No, I proudly identify as a non-conforming person.

And yet, as someone who has been rigorously vigilant to stay safe and keep others safe during this pandemic, I recently contracted COVID-19 as a direct result of the subtle natural human urge to comply.

Like so many others, I have been a staunch warrior of the pandemic. When we were told to stay home, I stocked up on toilet paper and stayed home. When the expert nurse on YouTube modeled how to wash the packaging of every grocery item that came into the house, I washed my groceries. My family avoided visiting my elderly mother who lives nearby. When we were allowed to come back in public with masks, I masked myself. I was vaccinated as soon as I was eligible. When masks were no longer compulsory in church, I kept mine. And at 52, I was within days of becoming eligible to receive my booster.

I did all the things.

Until I don’t.

Last Saturday I walked up to the house where a post-funeral reception was being held to celebrate the life of a friend’s mother. Stretching my black mask over my face, fixing it behind both ears, I let myself in through the front door to join the mourners. I walked over to the fried chicken on the buffet table, made eye contact with my twenty-year-old son, and quickly found the friend who had lost her mother. As I had arrived quite late, the house was not packed. The living room, kitchen and dining room were dotted with family and friends who lingered shortly after I arrived. I joined the grieving girl who introduced me to another friend who had come to support her.

As we exchanged polite little conversations, I began to notice that no one else in the house of strangers and acquaintances was wearing a mask. I was the only one.

If I had seen a room full of masked mourners, I would never have considered dropping my mask. And yet, as I thoughtlessly lowered it to speak to my grieving friend, something more powerful than my sanity and common sense was at work.

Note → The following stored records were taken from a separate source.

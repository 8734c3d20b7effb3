//! Canonical resource names for topics, subscriptions and task queues.

/// Formatting helpers for fully-qualified backend resource names.
#[derive(Debug, Clone, Copy)]
pub struct ResourceName;

impl ResourceName {
    /// Format a topic resource name: projects/{project}/topics/{topic}
    pub fn topic(project: impl AsRef<str>, topic: impl AsRef<str>) -> String {
        format!("projects/{}/topics/{}", project.as_ref(), topic.as_ref())
    }

    /// Format a subscription resource name: projects/{project}/subscriptions/{subscription}
    pub fn subscription(project: impl AsRef<str>, subscription: impl AsRef<str>) -> String {
        format!(
            "projects/{}/subscriptions/{}",
            project.as_ref(),
            subscription.as_ref()
        )
    }

    /// Format a location resource name.
    pub fn location(project: impl AsRef<str>, location: impl AsRef<str>) -> String {
        format!("projects/{}/locations/{}", project.as_ref(), location.as_ref())
    }

    /// Format a task queue resource name: projects/{project}/locations/{location}/queues/{queue}
    pub fn queue(
        project: impl AsRef<str>,
        location: impl AsRef<str>,
        queue: impl AsRef<str>,
    ) -> String {
        format!(
            "{}/queues/{}",
            Self::location(project, location),
            queue.as_ref()
        )
    }

    /// Short ID of a canonical name, or the input itself when it is already short.
    pub fn short_id(name: &str) -> &str {
        name.rsplit('/').next().unwrap_or(name)
    }
}

#[cfg(test)]
mod tests {
    use super::*;

    #[test]
    fn test_format_helpers() {
        assert_eq!(ResourceName::topic("p", "t"), "projects/p/topics/t");
        assert_eq!(ResourceName::subscription("p", "s"), "projects/p/subscriptions/s");
        assert_eq!(ResourceName::location("p", "l"), "projects/p/locations/l");
        assert_eq!(
            ResourceName::queue("p", "us-central1", "q"),
            "projects/p/locations/us-central1/queues/q"
        );
    }

    #[test]
    fn test_short_id() {
        assert_eq!(ResourceName::short_id("projects/p/topics/t"), "t");
        assert_eq!(
            ResourceName::short_id("projects/p/locations/l/queues/mail"),
            "mail"
        );
        assert_eq!(ResourceName::short_id("t"), "t");
    }
}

Psychology Reports TodayAs much as most people like to think of themselves as unique individuals, in reality humans are social beings – and for the sake of group cohesion, people are driven by evolution to fit in. This usually means copying the actions of others, looking at the group when deciding how to think or behave, or do what is “expected” on the basis of widely accepted (though often unspoken) social norms.

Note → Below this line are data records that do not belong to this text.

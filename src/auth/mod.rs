//! Push-endpoint identity verification.
//!
//! The backend signs each push delivery with an ID token in the
//! `Authorization: Bearer` header. The token must verify and carry the
//! configured service-account email and audience.

use std::collections::HashMap;
use std::sync::Arc;
use std::time::{Duration, Instant};

use async_trait::async_trait;
use jsonwebtoken::jwk::{Jwk, JwkSet};
use jsonwebtoken::{decode, decode_header, Algorithm, DecodingKey, Validation};
use serde::Deserialize;
use tokio::sync::RwLock;
use tracing::{debug, info, warn};

use crate::types::PushRequest;
use crate::{Error, Result};

/// Google's public signing keys for ID tokens.
pub const GOOGLE_JWKS_URI: &str = "https://www.googleapis.com/oauth2/v3/certs";

/// Issuers Google uses for ID tokens.
pub const GOOGLE_ISSUERS: &[&str] = &["accounts.google.com", "https://accounts.google.com"];

/// Verified token subject.
#[derive(Debug, Clone, PartialEq, Eq)]
pub struct Identity {
    /// Service-account email the token was issued to.
    pub email: String,
    /// Audience the token was minted for.
    pub audience: String,
}

/// Verifies a bearer token and extracts its identity.
#[async_trait]
pub trait TokenVerifier: Send + Sync {
    /// Verify `token`. Any failure is [`Error::Forbidden`].
    async fn verify(&self, token: &str) -> Result<Identity>;
}

#[derive(Debug, Deserialize)]
#[serde(untagged)]
enum AudienceClaim {
    One(String),
    Many(Vec<String>),
}

#[derive(Debug, Deserialize)]
struct IdTokenClaims {
    #[serde(default)]
    email: Option<String>,
    aud: AudienceClaim,
}

impl IdTokenClaims {
    fn into_identity(self) -> Result<Identity> {
        let audience = match self.aud {
            AudienceClaim::One(aud) => aud,
            AudienceClaim::Many(auds) => auds.into_iter().next().unwrap_or_default(),
        };
        let email = self
            .email
            .ok_or_else(|| Error::Forbidden("token has no email claim".to_string()))?;

        Ok(Identity { email, audience })
    }
}

fn forbidden(e: impl std::fmt::Display) -> Error {
    Error::Forbidden(e.to_string())
}

/// Minimum time between two JWKS fetches triggered by unknown key ids.
pub const MIN_REFRESH_INTERVAL: Duration = Duration::from_secs(60);

#[derive(Default)]
struct KeyCache {
    keys: HashMap<String, Jwk>,
    last_refresh: Option<Instant>,
}

/// RS256 ID-token verifier backed by a cached JWKS.
///
/// A token whose `kid` is not cached triggers a JWKS refresh, at most once
/// per [`MIN_REFRESH_INTERVAL`].
#[derive(Clone)]
pub struct JwksVerifier {
    jwks_uri: String,
    issuers: Vec<String>,
    client: reqwest::Client,
    min_refresh_interval: Duration,
    cache: Arc<RwLock<KeyCache>>,
}

impl JwksVerifier {
    /// Verifier for Google-issued ID tokens.
    pub fn google() -> Self {
        Self::new(
            GOOGLE_JWKS_URI,
            GOOGLE_ISSUERS.iter().map(|s| s.to_string()).collect(),
        )
    }

    /// Verifier for tokens from `issuers`, signed by keys at `jwks_uri`.
    pub fn new(jwks_uri: impl Into<String>, issuers: Vec<String>) -> Self {
        Self {
            jwks_uri: jwks_uri.into(),
            issuers,
            client: reqwest::Client::new(),
            min_refresh_interval: MIN_REFRESH_INTERVAL,
            cache: Arc::new(RwLock::new(KeyCache::default())),
        }
    }

    /// Override the minimum interval between unknown-kid refreshes.
    pub fn with_min_refresh_interval(mut self, interval: Duration) -> Self {
        self.min_refresh_interval = interval;
        self
    }

    async fn get_jwk(&self, kid: &str) -> Result<Jwk> {
        if let Some(jwk) = self.cache.read().await.keys.get(kid) {
            return Ok(jwk.clone());
        }

        let mut cache = self.cache.write().await;
        if let Some(jwk) = cache.keys.get(kid) {
            return Ok(jwk.clone());
        }

        let recently_refreshed = cache
            .last_refresh
            .is_some_and(|at| at.elapsed() < self.min_refresh_interval);
        if recently_refreshed {
            debug!(kid, "Unknown kid, JWKS refreshed recently");
            return Err(forbidden(format!("no signing key with kid {}", kid)));
        }

        // Failed fetches count toward the interval too.
        cache.last_refresh = Some(Instant::now());
        cache.keys = self.fetch_keys().await?;

        cache
            .keys
            .get(kid)
            .cloned()
            .ok_or_else(|| forbidden(format!("no signing key with kid {}", kid)))
    }

    async fn fetch_keys(&self) -> Result<HashMap<String, Jwk>> {
        info!(jwks_uri = %self.jwks_uri, "Refreshing JWKS cache");

        let response = self
            .client
            .get(&self.jwks_uri)
            .send()
            .await
            .map_err(|e| {
                warn!(jwks_uri = %self.jwks_uri, error = %e, "JWKS request failed");
                forbidden(format!("cannot fetch signing keys: {}", e))
            })?;
        if !response.status().is_success() {
            return Err(forbidden(format!(
                "JWKS request to {} returned status {}",
                self.jwks_uri,
                response.status()
            )));
        }
        let jwks: JwkSet = response
            .json()
            .await
            .map_err(|e| forbidden(format!("invalid JWKS document: {}", e)))?;

        let keys: HashMap<String, Jwk> = jwks
            .keys
            .into_iter()
            .filter_map(|jwk| jwk.common.key_id.clone().map(|kid| (kid, jwk)))
            .collect();

        debug!(keys = keys.len(), "JWKS cache refreshed");
        Ok(keys)
    }

    /// Replace the cached key set with the one served at the JWKS URI.
    pub async fn refresh(&self) -> Result<()> {
        let keys = self.fetch_keys().await?;
        let mut cache = self.cache.write().await;
        cache.keys = keys;
        cache.last_refresh = Some(Instant::now());
        Ok(())
    }
}

#[async_trait]
impl TokenVerifier for JwksVerifier {
    async fn verify(&self, token: &str) -> Result<Identity> {
        let header = decode_header(token).map_err(forbidden)?;
        let kid = header
            .kid
            .ok_or_else(|| forbidden("token header has no kid"))?;

        let jwk = self.get_jwk(&kid).await?;
        let key = DecodingKey::from_jwk(&jwk).map_err(forbidden)?;

        let mut validation = Validation::new(Algorithm::RS256);
        validation.set_issuer(&self.issuers);
        validation.validate_aud = false;

        let data = decode::<IdTokenClaims>(token, &key, &validation).map_err(|e| {
            warn!(error = %e, "ID token rejected");
            forbidden(e)
        })?;
        data.claims.into_identity()
    }
}

/// HS256 verifier for a shared secret, for emulators and local setups.
#[derive(Clone)]
pub struct SharedSecretVerifier {
    key: DecodingKey,
}

impl SharedSecretVerifier {
    /// Create a verifier for `secret`.
    pub fn new(secret: &[u8]) -> Self {
        Self {
            key: DecodingKey::from_secret(secret),
        }
    }
}

#[async_trait]
impl TokenVerifier for SharedSecretVerifier {
    async fn verify(&self, token: &str) -> Result<Identity> {
        let mut validation = Validation::new(Algorithm::HS256);
        validation.validate_aud = false;

        let data = decode::<IdTokenClaims>(token, &self.key, &validation).map_err(forbidden)?;
        data.claims.into_identity()
    }
}

/// Checks push requests against the expected identity.
#[derive(Clone)]
pub struct PushAuthenticator {
    verifier: Arc<dyn TokenVerifier>,
    expected_email: String,
    expected_audience: String,
}

impl PushAuthenticator {
    /// Create an authenticator expecting `email` and `audience`.
    pub fn new(
        verifier: Arc<dyn TokenVerifier>,
        email: impl Into<String>,
        audience: impl Into<String>,
    ) -> Self {
        Self {
            verifier,
            expected_email: email.into(),
            expected_audience: audience.into(),
        }
    }

    /// Verify the `Authorization` header value.
    pub async fn authenticate(&self, authorization: Option<&str>) -> Result<Identity> {
        let token = authorization
            .and_then(|value| value.strip_prefix("Bearer "))
            .map(str::trim)
            .filter(|token| !token.is_empty())
            .ok_or_else(|| forbidden("missing bearer token"))?;

        let identity = self.verifier.verify(token).await?;
        if identity.email != self.expected_email || identity.audience != self.expected_audience {
            warn!(email = %identity.email, audience = %identity.audience, "Push token identity mismatch");
            return Err(forbidden("token email or audience does not match"));
        }

        Ok(identity)
    }

    /// Authenticate a push request and return its decoded message data.
    pub async fn read_push(&self, authorization: Option<&str>, body: &[u8]) -> Result<Vec<u8>> {
        self.authenticate(authorization).await?;
        let request: PushRequest = serde_json::from_slice(body)?;
        debug!(
            subscription = %request.subscription,
            message_id = request.message.message_id.as_deref().unwrap_or("-"),
            "Push request verified"
        );
        Ok(request.message.data)
    }
}

#[cfg(test)]
mod tests {
    use super::*;
    use jsonwebtoken::{encode, EncodingKey, Header};
    use serde_json::json;

    const SECRET: &[u8] = b"push-secret";

    fn token(email: &str, aud: &str) -> String {
        let claims = json!({
            "email": email,
            "aud": aud,
            "exp": chrono::Utc::now().timestamp() + 3600,
        });
        encode(&Header::default(), &claims, &EncodingKey::from_secret(SECRET)).unwrap()
    }

    fn authenticator() -> PushAuthenticator {
        PushAuthenticator::new(
            Arc::new(SharedSecretVerifier::new(SECRET)),
            "pusher@demo.iam.gserviceaccount.com",
            "https://gateway.example.com/pubsub/push",
        )
    }

    #[tokio::test]
    async fn test_valid_token() {
        let header = format!(
            "Bearer {}",
            token(
                "pusher@demo.iam.gserviceaccount.com",
                "https://gateway.example.com/pubsub/push"
            )
        );
        let identity = authenticator().authenticate(Some(&header)).await.unwrap();
        assert_eq!(identity.email, "pusher@demo.iam.gserviceaccount.com");
    }

    #[tokio::test]
    async fn test_missing_header_is_forbidden() {
        let err = authenticator().authenticate(None).await.unwrap_err();
        assert!(matches!(err, Error::Forbidden(_)));

        let err = authenticator().authenticate(Some("Basic abc")).await.unwrap_err();
        assert!(matches!(err, Error::Forbidden(_)));
    }

    #[tokio::test]
    async fn test_audience_mismatch_is_forbidden() {
        let header = format!(
            "Bearer {}",
            token("pusher@demo.iam.gserviceaccount.com", "https://other.example.com")
        );
        let err = authenticator().authenticate(Some(&header)).await.unwrap_err();
        assert!(matches!(err, Error::Forbidden(_)));
    }

    #[tokio::test]
    async fn test_bad_signature_is_forbidden() {
        let claims = json!({"email": "x@y", "aud": "z", "exp": chrono::Utc::now().timestamp() + 60});
        let forged = encode(&Header::default(), &claims, &EncodingKey::from_secret(b"other")).unwrap();
        let err = authenticator()
            .authenticate(Some(&format!("Bearer {}", forged)))
            .await
            .unwrap_err();
        assert!(matches!(err, Error::Forbidden(_)));
    }

    #[tokio::test]
    async fn test_read_push_decodes_data() {
        let header = format!(
            "Bearer {}",
            token(
                "pusher@demo.iam.gserviceaccount.com",
                "https://gateway.example.com/pubsub/push"
            )
        );
        let body = json!({
            "message": {"data": "eyJpZCI6N30=", "messageId": "1"},
            "subscription": "projects/demo/subscriptions/s"
        });

        let data = authenticator()
            .read_push(Some(&header), body.to_string().as_bytes())
            .await
            .unwrap();
        assert_eq!(data, br#"{"id":7}"#);
    }

    fn token_with_kid(kid: &str) -> String {
        let header = Header {
            kid: Some(kid.to_string()),
            ..Header::default()
        };
        let claims = json!({"email": "a@b", "aud": "c", "exp": chrono::Utc::now().timestamp() + 60});
        encode(&header, &claims, &EncodingKey::from_secret(SECRET)).unwrap()
    }

    #[tokio::test]
    async fn test_unreachable_jwks_is_forbidden() {
        let verifier = JwksVerifier::new("http://127.0.0.1:9/certs", vec!["issuer".to_string()]);
        let authenticator = PushAuthenticator::new(Arc::new(verifier), "a@b", "c");

        let err = authenticator
            .authenticate(Some(&format!("Bearer {}", token_with_kid("k1"))))
            .await
            .unwrap_err();
        assert!(matches!(err, Error::Forbidden(_)), "got {:?}", err);
        assert_eq!(err.status_code(), crate::types::StatusCode::FORBIDDEN);
    }

    #[tokio::test]
    async fn test_invalid_jwks_document_is_forbidden() {
        use wiremock::matchers::{method, path};
        use wiremock::{Mock, MockServer, ResponseTemplate};

        let server = MockServer::start().await;
        Mock::given(method("GET"))
            .and(path("/certs"))
            .respond_with(ResponseTemplate::new(200).set_body_string("not json"))
            .mount(&server)
            .await;

        let verifier = JwksVerifier::new(format!("{}/certs", server.uri()), vec![]);
        let err = verifier.verify(&token_with_kid("k1")).await.unwrap_err();
        assert!(matches!(err, Error::Forbidden(_)), "got {:?}", err);
    }

    #[tokio::test]
    async fn test_unknown_kids_refresh_once_per_interval() {
        use wiremock::matchers::{method, path};
        use wiremock::{Mock, MockServer, ResponseTemplate};

        let server = MockServer::start().await;
        Mock::given(method("GET"))
            .and(path("/certs"))
            .respond_with(ResponseTemplate::new(200).set_body_json(json!({"keys": []})))
            .expect(1)
            .mount(&server)
            .await;

        let verifier = JwksVerifier::new(format!("{}/certs", server.uri()), vec![]);
        for kid in ["k1", "k2"] {
            let err = verifier.verify(&token_with_kid(kid)).await.unwrap_err();
            assert!(matches!(err, Error::Forbidden(_)));
        }

        server.verify().await;
    }

    #[tokio::test]
    async fn test_jwks_verifier_requires_kid() {
        let verifier = JwksVerifier::new("http://127.0.0.1:9/certs", vec!["issuer".to_string()]);
        let err = verifier.verify(&token("a@b", "c")).await.unwrap_err();
        assert!(matches!(err, Error::Forbidden(_)));
    }
}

Apparently, it’s easier to be nonconformist on the freeway than in a friend’s kitchen.

Because I knew intuitively that it didn’t feel right to be unmasked in a strangers room, my mind had to fill the void to justify my decision.

“Maybe they know something that I missed because I arrived late?” Maybe the hostess announced that everyone present was vaccinated? “

“My son is pretty smart. If he’s not masked, it must be fine. He knows things.

“Did the CDC change the recommendations and I didn’t pay attention?” “

But while I am flawlessly honest, that natural human part of me that quietly – perhaps even unconsciously – seeks to comply felt that keeping my mask on would be interpreted as judgment. Coarse. Even without love for the grieving family.

See what I did there? Wanting to justify my choice – which was motivated more by conformity than any truly noble motive – I reframed it as the “like” option. To convince myself that what didn’t seem quite right to me was right.

Four days later, I tested positive for COVID-19. When I told my son about it, he said he learned that someone else at the funeral had also tested positive. And then several other people related to someone zero earth. And then someone else. And while the hostess now feels horrible that she didn’t forbid an unvaccinated parent to attend in the first place, I don’t blame her.

She is in mourning.

We are all tired.

Most of us have done our best.

We are overwhelmed. And maybe mourning.

I understand.

I just want to testify to remind a person not to drop the mask and “be polite”.

If this middle-aged mom who wears a nose ring and drives a daisy can be forced to comply, anyone can.

Fight the power. Be careful.

Margot Starbuck, New York Times bestselling writer and award-winning author of over 20 books, is a graduate of Westmont College and Princeton Seminary. Margot has been involved in over 100 major publishing projects, serving publishers as a writer, collaborator, ghostwriter, editor, and word coach.